Re: Expand applicability of aggregate's sortop optimization

От
David Rowley
Дата:
On Wed, 8 May 2024 at 22:13, Matthias van de Meent
<boekewurm+postgres@gmail.com> wrote:
> As you may know, aggregates like SELECT MIN(unique1) FROM tenk1; are
> rewritten as SELECT unique1 FROM tenk1 ORDER BY unique1 USING < LIMIT
> 1; by using the optional sortop field in the aggregator.
> However, this optimization is disabled for clauses that in itself have
> an ORDER BY clause such as `MIN(unique1 ORDER BY <anything>), because
> <anything> can cause reordering of distinguisable values like 1.0 and
> 1.00, which then causes measurable differences in the output. In the
> general case, that's a good reason to not apply this optimization, but
> in some cases, we could still apply the index optimization.

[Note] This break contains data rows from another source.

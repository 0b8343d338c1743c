//! Serve command - runs the HTTP API

use std::net::SocketAddr;

use tokio::net::TcpListener;
use tokio::signal;
use tracing::{error, info};

use crate::api::{create_router, with_metrics};
use crate::config::AppConfig;
use crate::infrastructure::observability::{init_metrics, init_tracing, shutdown_tracing};

/// Run the API server until Ctrl+C or SIGTERM
pub async fn run() -> anyhow::Result<()> {
    dotenvy::dotenv().ok();

    let config = AppConfig::load()?;
    init_tracing(&config.logging, &config.observability.tracing);

    let result = serve(&config).await;

    if let Err(e) = &result {
        error!(error = %e, "Server exited with an error");
    }

    // Flush exported spans on every exit path
    shutdown_tracing();

    result
}

async fn serve(config: &AppConfig) -> anyhow::Result<()> {
    config.validate()?;

    let state = crate::create_app_state(config).await?;
    let metrics = init_metrics(&config.observability.metrics);
    let app = with_metrics(
        create_router(state),
        metrics,
        &config.observability.metrics.path,
    );

    let addr = build_socket_addr(config)?;
    info!("Starting server on {}", addr);

    let listener = TcpListener::bind(addr).await?;

    axum::serve(listener, app)
        .with_graceful_shutdown(shutdown_signal())
        .await?;

    info!("Server shutdown complete");

    Ok(())
}

async fn shutdown_signal() {
    let ctrl_c = async {
        if let Err(e) = signal::ctrl_c().await {
            error!(error = %e, "Failed to listen for Ctrl+C");
            std::future::pending::<()>().await;
        }
    };

    #[cfg(unix)]
    let terminate = async {
        match signal::unix::signal(signal::unix::SignalKind::terminate()) {
            Ok(mut sigterm) => {
                sigterm.recv().await;
            }
            Err(e) => {
                error!(error = %e, "Failed to install SIGTERM handler");
                std::future::pending::<()>().await;
            }
        }
    };

    #[cfg(not(unix))]
    let terminate = std::future::pending::<()>();

    tokio::select! {
        _ = ctrl_c => {
            info!("Received Ctrl+C, initiating graceful shutdown");
        }
        _ = terminate => {
            info!("Received SIGTERM, initiating graceful shutdown");
        }
    }
}

fn build_socket_addr(config: &AppConfig) -> anyhow::Result<SocketAddr> {
    Ok(SocketAddr::from((
        config.server.host.parse::<std::net::IpAddr>()?,
        config.server.port,
    )))
}

#[cfg(test)]
mod tests {
    use super::*;

    #[test]
    fn test_build_socket_addr() {
        let mut config = AppConfig::default();
        config.server.host = "127.0.0.1".to_string();
        config.server.port = 3000;

        assert_eq!(
            build_socket_addr(&config).unwrap(),
            "127.0.0.1:3000".parse::<SocketAddr>().unwrap()
        );
    }

    #[tokio::test]
    async fn test_serve_returns_startup_errors() {
        let mut config = AppConfig::default();
        config.storage.backend = "memory".to_string();
        config.auth.token_secret = "too-short".to_string();

        let err = serve(&config).await.unwrap_err();
        assert!(err.to_string().contains("token_secret"));
    }

    #[tokio::test]
    async fn test_serve_rejects_unparseable_host() {
        let mut config = AppConfig::default();
        config.storage.backend = "memory".to_string();
        config.auth.token_secret = "0123456789abcdef0123456789abcdef".to_string();
        config.password.memory_cost_kib = 64;
        config.password.time_cost = 1;
        config.password.parallelism = 1;
        config.observability.metrics.enabled = false;
        config.server.host = "not-an-ip".to_string();

        assert!(serve(&config).await.is_err());
    }

    #[test]
    fn test_build_socket_addr_rejects_hostname() {
        let mut config = AppConfig::default();
        config.server.host = "localhost".to_string();

        assert!(build_socket_addr(&config).is_err());
    }
}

I wonder if we should also consider as an alternative to this to just
have an aggregate support function, similar to
SupportRequestOptimizeWindowClause that just nullifies the aggorder /
aggdistinct fields for Min/Max aggregates on types where there's no
possible difference in output when calling the transition function on
rows in a different order.

Would that apply in enough cases for you?

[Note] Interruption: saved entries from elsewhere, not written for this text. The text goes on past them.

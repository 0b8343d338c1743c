//! Authentication workflow: sign-up, sign-in and current-identity resolution

use std::sync::Arc;
use std::time::Duration;

use tracing::{error, info, warn};

use crate::domain::user::{NewUser, RepositoryError, User, UserProfile, UserRepository};
use crate::domain::{AuthenticatedIdentity, DomainError, IssuedToken, TokenIssuer};
use crate::infrastructure::observability::record_auth_outcome;
use crate::infrastructure::user::{PasswordHasher, PasswordVerification};

/// Input for sign-up. Fields are already checked for presence.
#[derive(Clone)]
pub struct SignUpCommand {
    pub email: String,
    pub password: String,
    pub first_name: String,
    pub last_name: String,
}

impl std::fmt::Debug for SignUpCommand {
    fn fmt(&self, f: &mut std::fmt::Formatter<'_>) -> std::fmt::Result {
        f.debug_struct("SignUpCommand")
            .field("email", &self.email)
            .field("password", &"[hidden]")
            .field("first_name", &self.first_name)
            .field("last_name", &self.last_name)
            .finish()
    }
}

/// Successful sign-in
#[derive(Debug, Clone)]
pub struct SignInResult {
    pub token: IssuedToken,
    pub user: UserProfile,
}

/// Authentication workflow over a user store, a password hasher and a token issuer
pub struct AuthService {
    repository: Arc<dyn UserRepository>,
    hasher: Arc<dyn PasswordHasher>,
    issuer: Arc<dyn TokenIssuer>,
    token_duration: Duration,
}

impl std::fmt::Debug for AuthService {
    fn fmt(&self, f: &mut std::fmt::Formatter<'_>) -> std::fmt::Result {
        f.debug_struct("AuthService")
            .field("hasher", &self.hasher)
            .field("issuer", &self.issuer)
            .field("token_duration", &self.token_duration)
            .finish()
    }
}

impl AuthService {
    pub fn new(
        repository: Arc<dyn UserRepository>,
        hasher: Arc<dyn PasswordHasher>,
        issuer: Arc<dyn TokenIssuer>,
        token_duration: Duration,
    ) -> Self {
        Self {
            repository,
            hasher,
            issuer,
            token_duration,
        }
    }

    pub fn token_duration(&self) -> Duration {
        self.token_duration
    }

    /// Register a user and return its public projection.
    ///
    /// A taken email is `Conflict`; nothing is written in that case.
    pub async fn sign_up(&self, command: SignUpCommand) -> Result<UserProfile, DomainError> {
        let result = self.register(command).await;
        record_auth_outcome("sign_up", result.as_ref().err().map(DomainError::outcome));
        result
    }

    /// Check credentials and issue a bearer token for the email.
    ///
    /// Unknown email is `NotFound`, wrong password is `Unauthorized`.
    pub async fn sign_in(&self, email: &str, password: &str) -> Result<SignInResult, DomainError> {
        let result = self.authenticate(email, password).await;
        record_auth_outcome("sign_in", result.as_ref().err().map(DomainError::outcome));
        result
    }

    /// Resolve the profile behind a verified token subject
    pub async fn current_user(
        &self,
        identity: &AuthenticatedIdentity,
    ) -> Result<UserProfile, DomainError> {
        let result = self
            .find_user(identity.subject(), "current_user")
            .await
            .map(|user| user.profile());
        record_auth_outcome("current_user", result.as_ref().err().map(DomainError::outcome));
        result
    }

    async fn register(&self, command: SignUpCommand) -> Result<UserProfile, DomainError> {
        let password_hash = self.hasher.hash(&command.password).inspect_err(|e| {
            error!(error = %e, "Failed to hash password during sign-up");
        })?;

        let new_user = NewUser {
            email: command.email,
            password_hash,
            first_name: command.first_name,
            last_name: command.last_name,
        };

        match self.repository.create(new_user).await {
            Ok(user) => {
                info!(user_id = %user.id(), "User signed up");
                Ok(user.profile())
            }
            Err(e @ RepositoryError::UniqueViolation { .. }) => {
                warn!(error = %e, "Sign-up rejected: email already registered");
                Err(e.into())
            }
            Err(e) => {
                error!(error = %e, "Failed to create user");
                Err(e.into())
            }
        }
    }

    async fn authenticate(&self, email: &str, password: &str) -> Result<SignInResult, DomainError> {
        let user = self.find_user(email, "sign_in").await?;

        let verification = self
            .hasher
            .verify(password, user.password_hash())
            .inspect_err(|e| {
                error!(user_id = %user.id(), error = %e, "Failed to verify password");
            })?;

        if verification == PasswordVerification::Mismatch {
            warn!(user_id = %user.id(), "Sign-in rejected: invalid password");
            return Err(DomainError::unauthorized("Invalid password"));
        }

        let token = self
            .issuer
            .issue(email, self.token_duration)
            .inspect_err(|e| {
                error!(user_id = %user.id(), error = %e, "Failed to issue access token");
            })?;

        info!(user_id = %user.id(), "User signed in");

        Ok(SignInResult {
            token,
            user: user.profile(),
        })
    }

    async fn find_user(&self, email: &str, operation: &'static str) -> Result<User, DomainError> {
        self.repository.get_by_email(email).await.map_err(|e| {
            match &e {
                RepositoryError::NotFound => warn!(operation, "No user for email"),
                _ => error!(operation, error = %e, "Failed to look up user"),
            }
            e.into()
        })
    }
}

I think it would rule out Min(numeric) and Max(numeric). We were
careful not to affect the number of decimal places in the numeric
output when using the moving aggregate inverse transition
infrastructure for WindowFuncs, so I agree we should maintain an
ability to control the aggregate transition order for numeric. (See
do_numeric_discard's maxScale if check)

I don't think floating point types have the same issues here. At least
+1.0 is greater than -1.0.

Are there any strange collation rules that would cause issues if we
did this with the text types?

David



Re: Expand applicability of aggregate's sortop optimization

От
David Rowley
Дата:
On Thu, 9 May 2024 at 12:26, David Rowley <dgrowleyml@gmail.com> wrote:
> I wonder if we should also consider as an alternative to this to just
> have an aggregate support function, similar to
> SupportRequestOptimizeWindowClause that just nullifies the aggorder /
> aggdistinct fields for Min/Max aggregates on types where there's no
> possible difference in output when calling the transition function on
> rows in a different order.
>
> Would that apply in enough cases for you?

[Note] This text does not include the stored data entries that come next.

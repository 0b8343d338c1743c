use thiserror::Error;

/// Core domain errors
#[derive(Debug, Error)]
pub enum DomainError {
    #[error("Not found: {message}")]
    NotFound { message: String },

    #[error("Unauthorized: {message}")]
    Unauthorized { message: String },

    #[error("Conflict: {message}")]
    Conflict { message: String },

    #[error("Configuration error: {message}")]
    Configuration { message: String },

    #[error("Storage error: {message}")]
    Storage { message: String },

    #[error("Internal error: {message}")]
    Internal { message: String },
}

impl DomainError {
    pub fn not_found(message: impl Into<String>) -> Self {
        Self::NotFound {
            message: message.into(),
        }
    }

    pub fn unauthorized(message: impl Into<String>) -> Self {
        Self::Unauthorized {
            message: message.into(),
        }
    }

    pub fn conflict(message: impl Into<String>) -> Self {
        Self::Conflict {
            message: message.into(),
        }
    }

    pub fn configuration(message: impl Into<String>) -> Self {
        Self::Configuration {
            message: message.into(),
        }
    }

    pub fn storage(message: impl Into<String>) -> Self {
        Self::Storage {
            message: message.into(),
        }
    }

    pub fn internal(message: impl Into<String>) -> Self {
        Self::Internal {
            message: message.into(),
        }
    }

    /// Collapse this error into the closed set of caller-visible outcomes
    pub fn outcome(&self) -> Outcome {
        match self {
            Self::NotFound { .. } => Outcome::NotFound,
            Self::Unauthorized { .. } => Outcome::Unauthorized,
            Self::Conflict { .. } => Outcome::Conflict,
            Self::Configuration { .. } | Self::Storage { .. } | Self::Internal { .. } => {
                Outcome::InternalError
            }
        }
    }

    /// Message that is safe to hand to a caller.
    ///
    /// Infrastructure detail (driver errors, key material problems) stays in the logs.
    pub fn public_message(&self) -> &str {
        match self {
            Self::NotFound { message }
            | Self::Unauthorized { message }
            | Self::Conflict { message } => message,
            Self::Configuration { .. } | Self::Storage { .. } | Self::Internal { .. } => {
                Outcome::InternalError.default_message()
            }
        }
    }
}

/// Caller-visible outcome of a failed operation
#[derive(Debug, Clone, Copy, PartialEq, Eq, Hash)]
pub enum Outcome {
    BadRequest,
    NotFound,
    Unauthorized,
    /// Duplicate email at sign-up; reported as 403 for wire compatibility
    Conflict,
    InternalError,
}

impl Outcome {
    /// Stable numeric code carried in every error response
    pub fn code(self) -> u16 {
        match self {
            Self::BadRequest => 400,
            Self::Unauthorized => 401,
            Self::Conflict => 403,
            Self::NotFound => 404,
            Self::InternalError => 500,
        }
    }

    pub fn as_str(self) -> &'static str {
        match self {
            Self::BadRequest => "bad_request",
            Self::NotFound => "not_found",
            Self::Unauthorized => "unauthorized",
            Self::Conflict => "conflict",
            Self::InternalError => "internal_error",
        }
    }

    pub fn default_message(self) -> &'static str {
        match self {
            Self::BadRequest => "Invalid request",
            Self::NotFound => "User not found",
            Self::Unauthorized => "Invalid password",
            Self::Conflict => "Email address already exists",
            Self::InternalError => "Internal server error",
        }
    }
}

impl std::fmt::Display for Outcome {
    fn fmt(&self, f: &mut std::fmt::Formatter<'_>) -> std::fmt::Result {
        write!(f, "{}", self.as_str())
    }
}
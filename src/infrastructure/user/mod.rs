//! User infrastructure module
//!
//! Password hashing with Argon2 and the in-memory and PostgreSQL user stores.

mod password;
mod postgres_repository;
mod repository;

pub use password::{Argon2Hasher, PasswordHasher, PasswordVerification};
pub use postgres_repository::PostgresUserRepository;
pub use repository::InMemoryUserRepository;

One additional thought is that the above method would also help
eliminate redundant sorting in queries with a GROUP BY clause.
Whereas, the can_minmax_aggs optimisation is not applied in that case.

David



Re: Expand applicability of aggregate's sortop optimization

От
David Rowley
Дата:
On Thu, 9 May 2024 at 13:08, David Rowley <dgrowleyml@gmail.com> wrote:
> One additional thought is that the above method would also help
> eliminate redundant sorting in queries with a GROUP BY clause.
> Whereas, the can_minmax_aggs optimisation is not applied in that case.

Another argument for using this method is that
SupportRequestOptimizeAggref could allow future unrelated
optimisations such as swapping count(<non-nullable-col>) for count(*).
Where <non-nullable-col> is a NOT NULL column and isn't nullable by
any outer join.  Doing that could speed some queries up quite a bit as
it may mean fewer columns to deform from the tuple. You could imagine
a fact table with many columns and a few dimensions, often the
dimension columns that you'd expect to use in GROUP BY would appear
before the columns you'd aggregate on.

David